BERLIOZ Symphonie Fantastique. Overture: Le Carnaval Romain Jos van Immerseel, cond; Anima Eterna O ZIG-ZAG TERRITOIRES ZZT 100101 (64: 54)


Cards on the table: This is a fascinating disc and anyone interested in the Symphonie Fantastique should make an attempt to hear it.


Anima Eterna is an orchestra of international musicians based in Bruges. Under its Read more founding conductor, Jos van Immerseel, it attempts to re-create authentic performances of 17th-, 18th-, and 19th-century music using period instruments and historically informed performance practices. It has made several recordings for the Zig-Zag label; a recent set of the complete Beethoven symphonies has garnered excellent reviews, and releases of music by (among others) Rimsky-Korsakov, Johann Strauss II, and Ravel are widely admired. In fact, I admire the orchestra myself. At the very least, this band enables you to listen to the music with fresh ears—although that does not mean all recorded competition is rendered null and void.


Berlioz is the obvious candidate for its approach because his music was so revolutionary. Here it seems the very epitome of modernism. The unpredictable contours of his melodic lines, his highly individual harmonic progressions, and above all the novel textures of his orchestral writing must have struck contemporary listeners as bizarre. Certainly no other symphony approached the Fantastique for pure color or graphic pictorial elements until the arrival of Mahler some 40 years later.

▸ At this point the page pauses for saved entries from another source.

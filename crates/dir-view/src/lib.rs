//! Live directory-view engine.
//!
//! Maintains an in-memory, incrementally updated mirror of a single
//! filesystem directory, synchronized against debounced OS change
//! notifications, and keeps a virtualized list view in step with it: sorted
//! insertion for new entries, in-place updates on modify and rename, and
//! running totals for directory and selection size.
//!
//! The engine is a library with no UI of its own. The surrounding
//! application supplies the list control (the [`view::ListView`] trait) and
//! the shell-namespace services (the [`namespace::Namespace`] trait), wires
//! a [`watcher::DirectoryWatcher`] to the monitored directory, and pumps it
//! on its event loop. All mutation is single-threaded and non-reentrant:
//! notifications are processed in delivery order, one at a time.

pub mod browser;
pub mod dialog;
pub mod identifier;
pub mod metadata;
pub mod namespace;
pub mod pending;
pub mod sorting;
pub mod store;
pub mod totals;
pub mod view;
pub mod watcher;

pub use browser::{FilterPredicate, ShellBrowser};
pub use dialog::{DialogHooks, DialogHost, DialogMessage};
pub use identifier::ParsedId;
pub use metadata::{FileAttributes, FileMetadata, probe_metadata};
pub use namespace::{DisplayNameFormat, LocalNamespace, Namespace, NamespaceError};
pub use pending::PendingAddQueue;
pub use sorting::{SortColumn, SortConfig, SortOrder, determine_sorted_position};
pub use store::{DirectoryItem, ExtendedInfo, ItemStore, SlotId};
pub use totals::{AggregateTotals, Delta};
pub use view::{ListView, RowFields, RowId};
pub use watcher::{ChangeNotification, DirectoryWatcher};
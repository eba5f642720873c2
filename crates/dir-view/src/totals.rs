//! Running size totals for the directory and the current selection.

use serde::{Deserialize, Serialize};

/// Direction of a totals adjustment.
#[derive(Debug, Clone, Copy, PartialEq, Eq)]
pub enum Delta {
    Add,
    Subtract,
}

/// Incrementally maintained size totals.
///
/// After every operation, `total_directory_size` equals the sum of all live
/// item sizes and `total_selected_size` the sum over selected items. Callers
/// keep that true by applying deltas symmetrically: subtract the old stored
/// size before overwriting it, add the new one after — reading the size from
/// the item record itself, never a cached copy.
#[derive(Debug, Clone, Copy, Default, PartialEq, Eq, Serialize, Deserialize)]
#[serde(rename_all = "camelCase")]
pub struct AggregateTotals {
    total_directory_size: u64,
    total_selected_size: u64,
}

impl AggregateTotals {
    pub fn total_directory_size(&self) -> u64 {
        self.total_directory_size
    }

    pub fn total_selected_size(&self) -> u64 {
        self.total_selected_size
    }

    /// Adjusts the directory total by `size`, and the selected total too when
    /// the item is selected.
    pub fn apply_delta(&mut self, size: u64, is_selected: bool, sign: Delta) {
        match sign {
            Delta::Add => {
                self.total_directory_size += size;
                if is_selected {
                    self.total_selected_size += size;
                }
            }
            Delta::Subtract => {
                self.total_directory_size = self.total_directory_size.saturating_sub(size);
                if is_selected {
                    self.total_selected_size = self.total_selected_size.saturating_sub(size);
                }
            }
        }
    }

    /// Adjusts only the selected total, for selection changes that leave the
    /// directory contents untouched.
    pub fn apply_selection_delta(&mut self, size: u64, sign: Delta) {
        match sign {
            Delta::Add => self.total_selected_size += size,
            Delta::Subtract => {
                self.total_selected_size = self.total_selected_size.saturating_sub(size);
            }
        }
    }

    /// Zeroes both totals. Used on directory change (full reset).
    pub fn reset(&mut self) {
        *self = Self::default();
    }
}

#[cfg(test)]
mod tests {
    use super::*;

    #[test]
    fn test_add_and_subtract_are_symmetric() {
        let mut totals = AggregateTotals::default();
        totals.apply_delta(4096, false, Delta::Add);
        totals.apply_delta(100, true, Delta::Add);
        assert_eq!(totals.total_directory_size(), 4196);
        assert_eq!(totals.total_selected_size(), 100);

        totals.apply_delta(100, true, Delta::Subtract);
        totals.apply_delta(4096, false, Delta::Subtract);
        assert_eq!(totals, AggregateTotals::default());
    }

    #[test]
    fn test_selection_delta_leaves_directory_total_alone() {
        let mut totals = AggregateTotals::default();
        totals.apply_delta(200, false, Delta::Add);
        totals.apply_selection_delta(200, Delta::Add);
        assert_eq!(totals.total_directory_size(), 200);
        assert_eq!(totals.total_selected_size(), 200);

        totals.apply_selection_delta(200, Delta::Subtract);
        assert_eq!(totals.total_directory_size(), 200);
        assert_eq!(totals.total_selected_size(), 0);
    }

    #[test]
    fn test_selected_delta_only_when_selected() {
        let mut totals = AggregateTotals::default();
        totals.apply_delta(50, false, Delta::Add);
        assert_eq!(totals.total_selected_size(), 0);
    }
}
//! The directory-view engine: routes change notifications into
//! add/remove/rename/modify operations against the item store, keeps the
//! view order sorted, and maintains the running size totals.

use std::path::{Path, PathBuf};

use crate::identifier::ParsedId;
use crate::metadata::FileMetadata;
use crate::namespace::{DisplayNameFormat, Namespace};
use crate::pending::PendingAddQueue;
use crate::sorting::{SortConfig, determine_sorted_position};
use crate::store::{DirectoryItem, ExtendedInfo, ItemStore, SlotId};
use crate::totals::{AggregateTotals, Delta};
use crate::view::{ListView, RowFields};
use crate::watcher::ChangeNotification;

/// Predicate deciding whether an entry is hidden from the view.
/// Returns `true` to exclude the entry. Excluded items stay in the store so
/// totals remain complete; they simply hold no row.
pub type FilterPredicate = Box<dyn Fn(&FileMetadata) -> bool>;

/// Live mirror of a single directory, bound to a view and a namespace.
///
/// Single-threaded: all mutation happens on the thread pumping
/// notifications. Stale notifications for a previously monitored directory
/// are tolerated — every routing path re-checks that the subject's immediate
/// parent is the current directory.
pub struct ShellBrowser<N: Namespace, V: ListView> {
    namespace: N,
    view: V,
    directory: PathBuf,
    /// Virtual (non-real) folders get in-folder-only display names.
    virtual_folder: bool,
    store: ItemStore,
    totals: AggregateTotals,
    pending: PendingAddQueue,
    sort: SortConfig,
    /// When off, new items append at the end instead of sorted insertion.
    insert_sorted: bool,
    filter: Option<FilterPredicate>,
    /// Display names the UI itself just created via drag-drop; their add
    /// notifications bypass sorted insertion (the drop already placed them).
    dropped_names: Vec<String>,
    /// Current view order: one slot per visible row, sorted.
    visible: Vec<SlotId>,
}
//! Pending-add queue for names that failed resolution at notification time.
//!
//! A file can be renamed or deleted between the OS queuing an add
//! notification and this engine processing it. Such names wait here and are
//! retried when a later modify or rename event matches them. No expiry:
//! entries persist until matched or the directory is torn down, which is
//! memory-bounded by distinct names.

/// FIFO queue of unresolved add names.
#[derive(Debug, Default)]
pub struct PendingAddQueue {
    names: Vec<String>,
}

impl PendingAddQueue {
    pub fn new() -> Self {
        Self::default()
    }

    pub fn len(&self) -> usize {
        self.names.len()
    }

    pub fn is_empty(&self) -> bool {
        self.names.is_empty()
    }

    /// Queues a name for a later retry. Duplicates are dropped, keeping the
    /// queue bounded by distinct names.
    pub fn enqueue(&mut self, name: &str) {
        if !self.names.iter().any(|n| n == name) {
            self.names.push(name.to_string());
        }
    }

    /// Whether `name` is waiting for resolution.
    pub fn contains(&self, name: &str) -> bool {
        self.names.iter().any(|n| n == name)
    }

    /// Removes `name` from the queue, returning whether it was present.
    /// Called once a pending entry has been promoted to a live item.
    pub fn take(&mut self, name: &str) -> bool {
        match self.names.iter().position(|n| n == name) {
            Some(index) => {
                self.names.remove(index);
                true
            }
            None => false,
        }
    }

    /// Snapshot of the queued names, in arrival order. Used by the
    /// promote-pending pass after a successful add.
    pub fn snapshot(&self) -> Vec<String> {
        self.names.clone()
    }

    /// Drops every entry. Used on directory change (full reset).
    pub fn clear(&mut self) {
        self.names.clear();
    }
}

#[cfg(test)]
mod tests {
    use super::*;

    #[test]
    fn test_enqueue_deduplicates() {
        let mut queue = PendingAddQueue::new();
        queue.enqueue("tmp123");
        queue.enqueue("tmp123");
        queue.enqueue("other");
        assert_eq!(queue.len(), 2);
    }

    #[test]
    fn test_take_removes_only_match() {
        let mut queue = PendingAddQueue::new();
        queue.enqueue("a");
        queue.enqueue("b");

        assert!(queue.take("a"));
        assert!(!queue.take("a"));
        assert!(queue.contains("b"));
        assert_eq!(queue.len(), 1);
    }

    #[test]
    fn test_snapshot_keeps_arrival_order() {
        let mut queue = PendingAddQueue::new();
        queue.enqueue("first");
        queue.enqueue("second");
        assert_eq!(queue.snapshot(), ["first", "second"]);
    }
}
//! File metadata records and the local filesystem probe.

use std::fs;
use std::path::Path;
use std::time::UNIX_EPOCH;

use bitflags::bitflags;
use serde::{Deserialize, Serialize};

bitflags! {
    /// Attribute bits of a directory entry.
    #[derive(Debug, Clone, Copy, PartialEq, Eq, Default, Serialize, Deserialize)]
    pub struct FileAttributes: u32 {
        const DIRECTORY = 1 << 0;
        const HIDDEN = 1 << 1;
        const SYMLINK = 1 << 2;
        const READ_ONLY = 1 << 3;
    }
}

/// One directory-enumeration record: what a single stat of the entry yields.
///
/// `size` is 0 for directories; aggregate totals only ever count file bytes.
#[derive(Debug, Clone, PartialEq, Eq, Serialize, Deserialize)]
#[serde(rename_all = "camelCase")]
pub struct FileMetadata {
    pub name: String,
    pub size: u64,
    pub attributes: FileAttributes,
    /// Unix timestamp in seconds.
    pub modified_at: Option<u64>,
    /// Unix timestamp in seconds.
    pub created_at: Option<u64>,
}

impl FileMetadata {
    pub fn is_directory(&self) -> bool {
        self.attributes.contains(FileAttributes::DIRECTORY)
    }

    pub fn is_hidden(&self) -> bool {
        self.attributes.contains(FileAttributes::HIDDEN)
    }
}

fn to_unix_secs(time: std::io::Result<std::time::SystemTime>) -> Option<u64> {
    time.ok()
        .and_then(|t| t.duration_since(UNIX_EPOCH).ok())
        .map(|d| d.as_secs())
}

/// Stats a single path and builds its metadata record.
///
/// Symlinks are not followed; a dangling symlink still yields a record, since
/// the entry exists in the directory and must be mirrored.
pub fn probe_metadata(path: &Path) -> Result<FileMetadata, std::io::Error> {
    let meta = fs::symlink_metadata(path)?;

    let name = path
        .file_name()
        .map(|s| s.to_string_lossy().into_owned())
        .unwrap_or_else(|| path.to_string_lossy().into_owned());

    let mut attributes = FileAttributes::empty();
    if meta.is_dir() {
        attributes |= FileAttributes::DIRECTORY;
    }
    if meta.file_type().is_symlink() {
        attributes |= FileAttributes::SYMLINK;
    }
    if meta.permissions().readonly() {
        attributes |= FileAttributes::READ_ONLY;
    }
    // Unix convention: dotfiles are hidden.
    if name.starts_with('.') {
        attributes |= FileAttributes::HIDDEN;
    }

    Ok(FileMetadata {
        name,
        size: if meta.is_file() { meta.len() } else { 0 },
        attributes,
        modified_at: to_unix_secs(meta.modified()),
        created_at: to_unix_secs(meta.created()),
    })
}
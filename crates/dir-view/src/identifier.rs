//! Parsed identifiers for filesystem objects.
//!
//! A `ParsedId` is the (parent directory, leaf name) pair identifying one
//! object, held in parsed form rather than as a flat path string. Remove and
//! rename targets are matched against it, and the containment check that
//! guards every notification compares its parent component only.

use std::path::{Path, PathBuf};

/// Identifies a single filesystem object by its parsed components.
///
/// Single-owner: the store takes ownership on allocation and drops it when
/// the slot is freed or the identifier is replaced on rename.
#[derive(Debug, Clone, PartialEq, Eq)]
pub struct ParsedId {
    parent: PathBuf,
    name: String,
}

impl ParsedId {
    /// Builds an identifier from a directory and a leaf name.
    pub fn new(parent: impl Into<PathBuf>, name: impl Into<String>) -> Self {
        Self {
            parent: parent.into(),
            name: name.into(),
        }
    }

    /// Splits a full path into an identifier.
    ///
    /// Returns `None` for paths with no parent or no leaf name (for example
    /// the filesystem root), which can never name an item inside a
    /// monitored directory.
    pub fn from_path(path: &Path) -> Option<Self> {
        let parent = path.parent()?;
        let name = path.file_name()?.to_string_lossy().into_owned();
        Some(Self {
            parent: parent.to_path_buf(),
            name,
        })
    }

    /// The parent directory component.
    pub fn parent(&self) -> &Path {
        &self.parent
    }

    /// The leaf name component.
    pub fn name(&self) -> &str {
        &self.name
    }

    /// The full path (parent joined with leaf name).
    pub fn to_path(&self) -> PathBuf {
        self.parent.join(&self.name)
    }

    /// Non-recursive containment check: true when this object's immediate
    /// parent is `directory`. A path merely prefixed by `directory` deeper
    /// down does not qualify.
    pub fn is_child_of(&self, directory: &Path) -> bool {
        self.parent == directory
    }
}

#[cfg(test)]
mod tests {
    use super::*;

    #[test]
    fn test_from_path_splits_parent_and_name() {
        let id = ParsedId::from_path(Path::new("/home/user/notes.txt")).unwrap();
        assert_eq!(id.parent(), Path::new("/home/user"));
        assert_eq!(id.name(), "notes.txt");
        assert_eq!(id.to_path(), PathBuf::from("/home/user/notes.txt"));
    }

    #[test]
    fn test_from_path_rejects_root() {
        assert!(ParsedId::from_path(Path::new("/")).is_none());
    }

    #[test]
    fn test_containment_is_non_recursive() {
        let id = ParsedId::from_path(Path::new("/watched/sub/file.txt")).unwrap();
        assert!(id.is_child_of(Path::new("/watched/sub")));
        // Deeper descendants are not children of the monitored directory.
        assert!(!id.is_child_of(Path::new("/watched")));
    }
}
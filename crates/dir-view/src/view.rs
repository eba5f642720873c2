//! View collaborator: the virtualized list control showing the directory.
//!
//! The engine drives the view through this trait and never assumes anything
//! about its rendering. Rows are addressed by the `RowId` the view hands back
//! on insertion; each tracked item holds at most one row at a time.

use serde::{Deserialize, Serialize};

use crate::store::SlotId;

/// Handle to one view row, assigned by the view on insertion.
#[derive(Debug, Clone, Copy, PartialEq, Eq, Hash, Serialize, Deserialize)]
pub struct RowId(pub u64);

/// Displayable fields of a row, refreshed on add, modify, and rename.
#[derive(Debug, Clone, PartialEq, Eq, Serialize, Deserialize)]
#[serde(rename_all = "camelCase")]
pub struct RowFields {
    pub display_text: String,
    pub icon_id: String,
    pub size: u64,
    /// Unix timestamp in seconds.
    pub modified_at: Option<u64>,
    /// Render the row ghosted (the entry carries the hidden attribute).
    pub hidden: bool,
}

/// Trait for the list control the engine keeps in sync.
pub trait ListView {
    /// Inserts a row at the given 0-based position, bound to a store slot.
    /// Returns the view's handle for the new row.
    fn insert_row(&mut self, position: usize, bound: SlotId, fields: RowFields) -> RowId;

    /// Deletes a row previously returned by `insert_row`.
    fn delete_row(&mut self, row: RowId);

    /// Refreshes the displayable fields of a row in place.
    fn update_row(&mut self, row: RowId, fields: RowFields);

    /// Whether the row is currently selected by the user.
    fn is_row_selected(&self, row: RowId) -> bool;

    /// Fired when the live item count transitions to zero with no filter
    /// active, so the owner can show an empty-folder placeholder.
    fn folder_empty(&mut self);
}
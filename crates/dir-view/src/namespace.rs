//! Filesystem collaborator: name resolution, metadata probes, display names.
//!
//! The engine never touches the filesystem directly; it goes through a
//! `Namespace` implementation. `LocalNamespace` backs it with the local
//! filesystem, and tests substitute an in-memory implementation.

use std::path::Path;

use crate::identifier::ParsedId;
use crate::metadata::{FileMetadata, probe_metadata};

/// Error type for namespace operations.
///
/// Nothing here is fatal: resolution failures feed the pending-add queue and
/// probe failures degrade to a zero-size record.
#[derive(Debug, Clone)]
pub enum NamespaceError {
    /// Name could not be resolved to a live filesystem object (it was
    /// renamed or deleted before the notification was processed).
    ResolutionFailure(String),
    /// Re-stat of a known object failed mid-update.
    ProbeFailure(String),
}

impl std::fmt::Display for NamespaceError {
    fn fmt(&self, f: &mut std::fmt::Formatter<'_>) -> std::fmt::Result {
        match self {
            Self::ResolutionFailure(name) => write!(f, "Could not resolve name: {}", name),
            Self::ProbeFailure(path) => write!(f, "Could not probe metadata: {}", path),
        }
    }
}

impl std::error::Error for NamespaceError {}

/// Display-name formatting requested from the namespace.
///
/// Virtual (non-real) folders get the in-folder form only; real folders
/// combine it with the parsing form so extensions stay visible regardless of
/// any global hide-extensions setting.
#[derive(Debug, Clone, Copy, PartialEq, Eq)]
pub enum DisplayNameFormat {
    InFolder,
    InFolderParsing,
}

/// Trait for the shell-namespace services the engine calls out to.
pub trait Namespace {
    /// Resolves a leaf name inside `directory` to a parsed identifier.
    ///
    /// Fails when the object no longer exists at resolution time — an
    /// expected race, handled by the pending-add queue.
    fn resolve(&self, directory: &Path, name: &str) -> Result<ParsedId, NamespaceError>;

    /// Re-stats the object behind an identifier.
    fn probe(&self, id: &ParsedId) -> Result<FileMetadata, NamespaceError>;

    /// Formatted display name for an identifier.
    fn display_name(&self, id: &ParsedId, format: DisplayNameFormat)
    -> Result<String, NamespaceError>;

    /// Icon identifier for an object. Infallible: unknown types map to a
    /// generic icon.
    fn icon_id(&self, id: &ParsedId, metadata: &FileMetadata) -> String;
}

/// `Namespace` over the local filesystem.
pub struct LocalNamespace;

impl Namespace for LocalNamespace {
    fn resolve(&self, directory: &Path, name: &str) -> Result<ParsedId, NamespaceError> {
        let path = directory.join(name);
        if path.symlink_metadata().is_err() {
            return Err(NamespaceError::ResolutionFailure(name.to_string()));
        }
        Ok(ParsedId::new(directory, name))
    }

    fn probe(&self, id: &ParsedId) -> Result<FileMetadata, NamespaceError> {
        probe_metadata(&id.to_path())
            .map_err(|e| NamespaceError::ProbeFailure(format!("{}: {}", id.to_path().display(), e)))
    }

    fn display_name(
        &self,
        id: &ParsedId,
        _format: DisplayNameFormat,
    ) -> Result<String, NamespaceError> {
        // The local filesystem has no virtual-folder name forms; both formats
        // yield the leaf name. Namespaces with display/parsing name splits
        // differentiate here.
        Ok(id.name().to_string())
    }

    fn icon_id(&self, id: &ParsedId, metadata: &FileMetadata) -> String {
        if metadata.is_directory() {
            return "dir".to_string();
        }
        match id.name().rsplit_once('.') {
            Some((stem, ext)) if !stem.is_empty() => format!("ext:{}", ext.to_lowercase()),
            _ => "file".to_string(),
        }
    }
}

Berlioz composed the work in 1830–31 but performed and revised it frequently before the final version was published in 1845; in hindsight, this makes it a tricky piece to pin down in terms of an authentic period performance. The composer himself conducted orchestras of varying sizes in the work, and (sensibly) made changes for pragmatic reasons from time to time. However, van Immerseel has done a lot of research, as is his wont, and sets out his aims and conclusions succinctly in the notes accompanying this release.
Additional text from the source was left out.